Summary
Beneath the footlights of a gilded Broadway palace, Jane Goring—serpent-coiffed, mercury-eyed—transmutes domestic oxygen into applause, discarding husband and infant like torn prompt-pages. While Robert McNaughton’s lungs corrode in an unheated flat, she storms the boards, mouth a crimson gash, voice a scalpel carving her name across the proscenium arch. Years calcify into legend; the same city later welcomes Gloria Cromwell, a comet of ingénue freshness whose blood carries the echo of lullabies she never received. On gala night, velvet drapes part: mother meets stranger-daughter beneath klieg suns, egos clash like mirrored daggers, and the ovation that once fed Jane now swallows her whole.
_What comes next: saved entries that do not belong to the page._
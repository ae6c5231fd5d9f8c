//! Domain layer for galactic-server.
//!
//! Pure types with no I/O: the runtime configuration and the trade record
//! together with its mapping to and from GalacticBuf objects.

pub mod config;
pub mod trade;

pub use config::ServerConfig;
pub use trade::{Trade, TradeError};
A backstage mirror, cracked by her own heel, reflects two faces—one ferocious, one forgiving—until guilt floods the dressing-room like toxic gas, forcing the diva to inhale the stench of her own hollow triumph. A midnight return to an empty townhouse becomes a Stations of the Cross: each corridor bears the chalk-outline of a memory, each candelabrum drips waxen tears. Finally, the sanitarium door swings open; Colorado frost frames a triptych of reconciliation, but the curtain falls on damage that no applause can cauterize.
Synopsis
Jane Goring, a ruthlessly ambitious actress, forsakes her life as a wife and mother for the stage. Returning home from a performance one night, Jane is disgusted to find her husband Robert McNaughton victimized by a tubercular cough and so banishes him and her young daughter to a sanitarium in Colorado. Years pass, finding Jane still estranged from her family. On the opening night of her new play, Jane finds herself upstaged and outperformed by Gloria Cromwell, a rising young actress, who, unknown to Jane, is her abandoned daughter. Returning home, Jane is haunted by visions of her husband and child and begins to sob. Looking up from her pillow, she is startled to see her husband with Gloria. Discovering that the girl is actually her daughter, Jane realizes the error of her ways, and the family is reconciled.